[Try it] Check every line below for the string "received". Copy the ones that have it.

[Records for the exercise]
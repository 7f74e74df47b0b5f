//! Listening sockets.
//!
//! # Responsibilities
//! - Bind TCP listeners with the entry point's socket options
//! - Bind UDP sockets
//! - Report bind failures with the address that failed

use std::io;
use std::net::SocketAddr;

use socket2::{Domain, Protocol, Socket, Type};
use tokio::net::{TcpListener, TcpSocket, UdpSocket};

/// Pending connections the kernel queues before `accept`.
const BACKLOG: u32 = 1024;

/// Error type for listener operations.
#[derive(Debug, thiserror::Error)]
pub enum ListenerError {
    #[error("failed to bind {address}: {source}")]
    Bind {
        address: SocketAddr,
        #[source]
        source: io::Error,
    },

    #[error("failed to accept: {0}")]
    Accept(#[source] io::Error),
}

/// Socket options applied before `listen`.
#[derive(Debug, Clone, Copy, Default)]
pub struct SocketOptions {
    pub reuse_port: bool,
    /// Inherited by accepted sockets.
    pub keep_alive: bool,
}

/// Bind a TCP listener on `address`.
pub fn bind_tcp(address: SocketAddr, options: SocketOptions) -> Result<TcpListener, ListenerError> {
    let bind_err = |source| ListenerError::Bind { address, source };

    let socket = if address.is_ipv4() {
        TcpSocket::new_v4()
    } else {
        TcpSocket::new_v6()
    }
    .map_err(bind_err)?;

    #[cfg(unix)]
    socket.set_reuseaddr(true).map_err(bind_err)?;

    if options.reuse_port {
        set_reuse_port(&socket).map_err(bind_err)?;
    }
    socket.set_keepalive(options.keep_alive).map_err(bind_err)?;

    socket.bind(address).map_err(bind_err)?;
    let listener = socket.listen(BACKLOG).map_err(bind_err)?;

    tracing::info!(
        address = %listener.local_addr().unwrap_or(address),
        reuse_port = options.reuse_port,
        keep_alive = options.keep_alive,
        "Listener bound"
    );
    Ok(listener)
}

#[cfg(all(unix, not(target_os = "solaris"), not(target_os = "illumos")))]
fn set_reuse_port(socket: &TcpSocket) -> io::Result<()> {
    socket.set_reuseport(true)
}

#[cfg(not(all(unix, not(target_os = "solaris"), not(target_os = "illumos"))))]
fn set_reuse_port(_socket: &TcpSocket) -> io::Result<()> {
    tracing::debug!("SO_REUSEPORT is not supported on this platform, ignoring");
    Ok(())
}

#[cfg(all(unix, not(target_os = "solaris"), not(target_os = "illumos")))]
fn set_udp_reuse_port(socket: &Socket) -> io::Result<()> {
    socket.set_reuse_port(true)
}

#[cfg(not(all(unix, not(target_os = "solaris"), not(target_os = "illumos"))))]
fn set_udp_reuse_port(_socket: &Socket) -> io::Result<()> {
    tracing::debug!("SO_REUSEPORT is not supported on this platform, ignoring");
    Ok(())
}

/// Bind a UDP socket on `address`.
///
/// Built with socket2 since tokio has no `SO_REUSEPORT` setter for UDP.
pub async fn bind_udp(address: SocketAddr, reuse_port: bool) -> Result<UdpSocket, ListenerError> {
    let bind_err = |source| ListenerError::Bind { address, source };

    let socket = Socket::new(Domain::for_address(address), Type::DGRAM, Some(Protocol::UDP))
        .map_err(bind_err)?;
    if reuse_port {
        set_udp_reuse_port(&socket).map_err(bind_err)?;
    }
    socket.set_nonblocking(true).map_err(bind_err)?;
    socket.bind(&address.into()).map_err(bind_err)?;

    let socket = UdpSocket::from_std(socket.into()).map_err(bind_err)?;

    tracing::info!(
        address = %socket.local_addr().unwrap_or(address),
        reuse_port,
        "UDP socket bound"
    );
    Ok(socket)
}
//! Configuration validation.
//!
//! # Responsibilities
//! - Semantic validation (serde handles syntactic)
//! - Entry point addresses parse and do not collide
//! - Provider references point at something that exists
//!
//! # Design Decisions
//! - Returns all validation errors, not just first
//! - Validation is pure function: StaticConfig → Result<(), Vec<ValidationError>>

use std::collections::HashMap;

use crate::config::schema::StaticConfig;
use crate::net::proxy_protocol::TrustedIps;

/// A single semantic problem in the static configuration.
#[derive(Debug, Clone, PartialEq, Eq, thiserror::Error)]
pub enum ValidationError {
    #[error("entry point '{name}': {reason}")]
    InvalidAddress { name: String, reason: String },

    #[error("entry points '{first}' and '{second}' share address {address}")]
    DuplicateAddress {
        first: String,
        second: String,
        address: String,
    },

    #[error("entry point '{name}': invalid trusted IP '{value}'")]
    InvalidTrustedIp { name: String, value: String },

    #[error("file provider needs exactly one of filename or directory")]
    FileProviderSource,
}

pub fn validate_config(config: &StaticConfig) -> Result<(), Vec<ValidationError>> {
    let mut errors = Vec::new();
    let mut seen: HashMap<String, String> = HashMap::new();

    for (name, ep) in &config.entry_points {
        match ep.parse_address() {
            Ok((addr, proto)) => {
                let key = format!("{}/{:?}", addr, proto);
                if let Some(first) = seen.insert(key, name.clone()) {
                    errors.push(ValidationError::DuplicateAddress {
                        first,
                        second: name.clone(),
                        address: addr.to_string(),
                    });
                }
            }
            Err(reason) => errors.push(ValidationError::InvalidAddress {
                name: name.clone(),
                reason,
            }),
        }

        if let Some(pp) = &ep.proxy_protocol {
            for value in &pp.trusted_ips {
                if TrustedIps::new(std::slice::from_ref(value)).is_err() {
                    errors.push(ValidationError::InvalidTrustedIp {
                        name: name.clone(),
                        value: value.clone(),
                    });
                }
            }
        }
    }

    if let Some(file) = &config.providers.file {
        if file.filename.is_some() == file.directory.is_some() {
            errors.push(ValidationError::FileProviderSource);
        }
    }

    if errors.is_empty() {
        Ok(())
    } else {
        Err(errors)
    }
}
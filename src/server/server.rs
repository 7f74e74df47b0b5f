//! The server: entry points, the configuration watcher, and the glue that
//! switches routers when configuration changes.
//!
//! # Responsibilities
//! - Bind every statically configured entry point (bind errors are fatal)
//! - Register providers and the router-switching listener on the watcher
//! - Start, stop and close everything in order
//!
//! # Design Decisions
//! - Entry points a merged configuration does not target get the default
//!   router, so stale routes never survive a reload
//! - Entry points drain concurrently; the watcher stops after them

use std::collections::BTreeMap;
use std::sync::Arc;

use futures_util::future::join_all;
use tokio::task::JoinHandle;

use crate::config::schema::{Protocol, StaticConfig};
use crate::config::Configuration;
use crate::lifecycle::signals::spawn_log_rotation;
use crate::lifecycle::Shutdown;
use crate::observability::LogHandle;
use crate::provider::file::FileProvider;
use crate::provider::Provider;
use crate::server::entrypoint_tcp::default_router;
use crate::server::{RouterFactory, Routers, ServerError, TcpEntryPoint, UdpEntryPoint};
use crate::watcher::ConfigurationWatcher;

type TcpEntryPoints = Arc<BTreeMap<String, Arc<TcpEntryPoint>>>;
type UdpEntryPoints = Arc<BTreeMap<String, Arc<UdpEntryPoint>>>;

pub struct Server {
    tcp: TcpEntryPoints,
    udp: UdpEntryPoints,
    watcher: ConfigurationWatcher,
    shutdown: Shutdown,
    log: Option<LogHandle>,
    log_rotation: Option<JoinHandle<()>>,
}

impl Server {
    /// Bind every entry point and wire the watcher to them.
    pub async fn new(
        config: &StaticConfig,
        factory: Arc<dyn RouterFactory>,
    ) -> Result<Self, ServerError> {
        let mut tcp = BTreeMap::new();
        let mut udp = BTreeMap::new();
        for (name, entry_point) in &config.entry_points {
            let (_, protocol) =
                entry_point
                    .parse_address()
                    .map_err(|reason| ServerError::Address {
                        entry_point: name.clone(),
                        reason,
                    })?;
            match protocol {
                Protocol::Tcp => {
                    tcp.insert(name.clone(), Arc::new(TcpEntryPoint::bind(name, entry_point)?));
                }
                Protocol::Udp => {
                    udp.insert(
                        name.clone(),
                        Arc::new(UdpEntryPoint::bind(name, entry_point).await?),
                    );
                }
            }
        }
        let tcp: TcpEntryPoints = Arc::new(tcp);
        let udp: UdpEntryPoints = Arc::new(udp);

        let mut watcher = ConfigurationWatcher::new(
            config.default_entry_points(),
            config.providers.throttle_duration,
        )
        .with_required_provider(config.providers.required_provider.clone());

        if let Some(file) = &config.providers.file {
            watcher.add_provider(Arc::new(FileProvider::new(file.clone())));
        }

        {
            let tcp = tcp.clone();
            let udp = udp.clone();
            watcher.add_listener(move |conf: Configuration| {
                let routers = factory.create_routers(&conf);
                switch_routers(&tcp, &udp, routers);
            });
        }

        Ok(Self {
            tcp,
            udp,
            watcher,
            shutdown: Shutdown::new(),
            log: None,
            log_rotation: None,
        })
    }

    /// Reopen this log on SIGUSR1 while the server runs.
    pub fn with_log_handle(mut self, log: LogHandle) -> Self {
        self.log = Some(log);
        self
    }

    /// Add a provider. Only providers added before [`start`](Self::start)
    /// are started.
    pub fn add_provider(&mut self, provider: Arc<dyn Provider>) {
        self.watcher.add_provider(provider);
    }

    pub fn watcher(&self) -> &ConfigurationWatcher {
        &self.watcher
    }

    pub fn tcp_entry_point(&self, name: &str) -> Option<&Arc<TcpEntryPoint>> {
        self.tcp.get(name)
    }

    pub fn udp_entry_point(&self, name: &str) -> Option<&Arc<UdpEntryPoint>> {
        self.udp.get(name)
    }

    /// Coordinator whose trigger resolves [`wait`](Self::wait).
    pub fn shutdown_handle(&self) -> Shutdown {
        self.shutdown.clone()
    }

    pub fn start(&mut self) {
        self.watcher.start();
        for entry_point in self.tcp.values() {
            entry_point.start();
        }
        for entry_point in self.udp.values() {
            entry_point.start();
        }
        if let Some(log) = &self.log {
            self.log_rotation = Some(spawn_log_rotation(
                log.clone(),
                self.shutdown.child_token(),
            ));
        }
        tracing::info!(
            tcp_entry_points = self.tcp.len(),
            udp_entry_points = self.udp.len(),
            "Server started"
        );
    }

    /// Resolve once shutdown is triggered.
    pub async fn wait(&self) {
        self.shutdown.triggered().await
    }

    /// Drain every entry point, then stop the watcher.
    pub async fn stop(&mut self) {
        self.shutdown.trigger();

        let tcp = self.tcp.values().map(|ep| ep.shutdown());
        let udp = self.udp.values().map(|ep| ep.shutdown());
        tokio::join!(join_all(tcp), join_all(udp));

        self.watcher.stop().await;
        tracing::info!("Server stopped");
    }

    /// Release process-wide resources.
    pub async fn close(&mut self) {
        if let Some(task) = self.log_rotation.take() {
            task.abort();
            let _ = task.await;
        }
        tracing::info!("Server closed");
    }
}

fn switch_routers(tcp: &TcpEntryPoints, udp: &UdpEntryPoints, mut routers: Routers) {
    for (name, entry_point) in tcp.iter() {
        match routers.tcp.remove(name) {
            Some(router) => entry_point.switch_router(router),
            None => entry_point.switch_router(default_router()),
        }
    }
    for (name, entry_point) in udp.iter() {
        match routers.udp.remove(name) {
            Some(handler) => entry_point.switch_handler(handler),
            None => entry_point.reset_handler(),
        }
    }

    for name in routers.tcp.keys().chain(routers.udp.keys()) {
        tracing::warn!(entry_point = %name, "Router for unknown entry point ignored");
    }
}
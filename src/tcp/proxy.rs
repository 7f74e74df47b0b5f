//! Raw TCP forwarding to a set of backend servers.

use std::time::Duration;

use async_trait::async_trait;
use tokio::io::copy_bidirectional;
use tokio::net::TcpStream;

use crate::load_balancer::RoundRobin;
use crate::net::Connection;
use crate::tcp::TcpHandler;

/// Default time allowed to reach a backend.
pub const DIAL_TIMEOUT: Duration = Duration::from_secs(30);

/// Pipes each connection to the next backend in rotation.
#[derive(Debug)]
pub struct TcpProxy {
    servers: RoundRobin<String>,
    dial_timeout: Duration,
}

impl TcpProxy {
    pub fn new(servers: Vec<String>) -> Self {
        Self {
            servers: RoundRobin::new(servers),
            dial_timeout: DIAL_TIMEOUT,
        }
    }

    pub fn with_dial_timeout(mut self, timeout: Duration) -> Self {
        self.dial_timeout = timeout;
        self
    }
}

#[async_trait]
impl TcpHandler for TcpProxy {
    async fn serve_tcp(&self, mut conn: Connection) {
        let Some(address) = self.servers.next() else {
            tracing::debug!(connection_id = %conn.id(), "No TCP server available");
            return;
        };

        let connect = TcpStream::connect(address.as_str());
        let mut upstream = match tokio::time::timeout(self.dial_timeout, connect).await {
            Ok(Ok(stream)) => stream,
            Ok(Err(e)) => {
                tracing::debug!(
                    connection_id = %conn.id(),
                    server = %address,
                    error = %e,
                    "Failed to reach TCP server"
                );
                return;
            }
            Err(_) => {
                tracing::debug!(
                    connection_id = %conn.id(),
                    server = %address,
                    "Timed out reaching TCP server"
                );
                return;
            }
        };

        match copy_bidirectional(&mut conn, &mut upstream).await {
            Ok((sent, received)) => tracing::trace!(
                connection_id = %conn.id(),
                server = %address,
                sent,
                received,
                "TCP connection finished"
            ),
            Err(e) => tracing::debug!(
                connection_id = %conn.id(),
                server = %address,
                error = %e,
                "TCP connection ended with error"
            ),
        }
    }
}

#[cfg(test)]
mod tests {
    use super::*;
    use tokio::io::{AsyncReadExt, AsyncWriteExt};
    use tokio::net::TcpListener;

    #[tokio::test]
    async fn pipes_both_directions_including_replayed_bytes() {
        let backend = TcpListener::bind("127.0.0.1:0").await.unwrap();
        let backend_addr = backend.local_addr().unwrap();
        tokio::spawn(async move {
            let (mut stream, _) = backend.accept().await.unwrap();
            let mut buf = [0u8; 10];
            stream.read_exact(&mut buf).await.unwrap();
            stream.write_all(&buf).await.unwrap();
        });

        let front = TcpListener::bind("127.0.0.1:0").await.unwrap();
        let mut client = TcpStream::connect(front.local_addr().unwrap()).await.unwrap();
        let (accepted, _) = front.accept().await.unwrap();
        let mut conn = Connection::new(accepted).unwrap();

        client.write_all(b"peek").await.unwrap();
        while conn.buffered().len() < 4 {
            conn.fill().await.unwrap();
        }

        let proxy = TcpProxy::new(vec![backend_addr.to_string()]);
        tokio::spawn(async move { proxy.serve_tcp(conn).await });

        client.write_all(b"-rest!").await.unwrap();
        let mut echoed = [0u8; 10];
        client.read_exact(&mut echoed).await.unwrap();
        assert_eq!(&echoed, b"peek-rest!");
    }
}
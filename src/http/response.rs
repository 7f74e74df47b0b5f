//! Built-in responses.

use axum::http::StatusCode;
use axum::response::IntoResponse;
use axum::Router;

pub const NOT_FOUND_BODY: &str = "404 page not found\n";

pub async fn not_found() -> impl IntoResponse {
    (StatusCode::NOT_FOUND, NOT_FOUND_BODY)
}

/// Handler answering 404 to every request. Entry points start with it and
/// fall back to it when no HTTP router targets them.
pub fn not_found_router() -> Router {
    Router::new().fallback(not_found)
}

[Response area]
            Ok((sent, received)) => tracing::trace!(
                received,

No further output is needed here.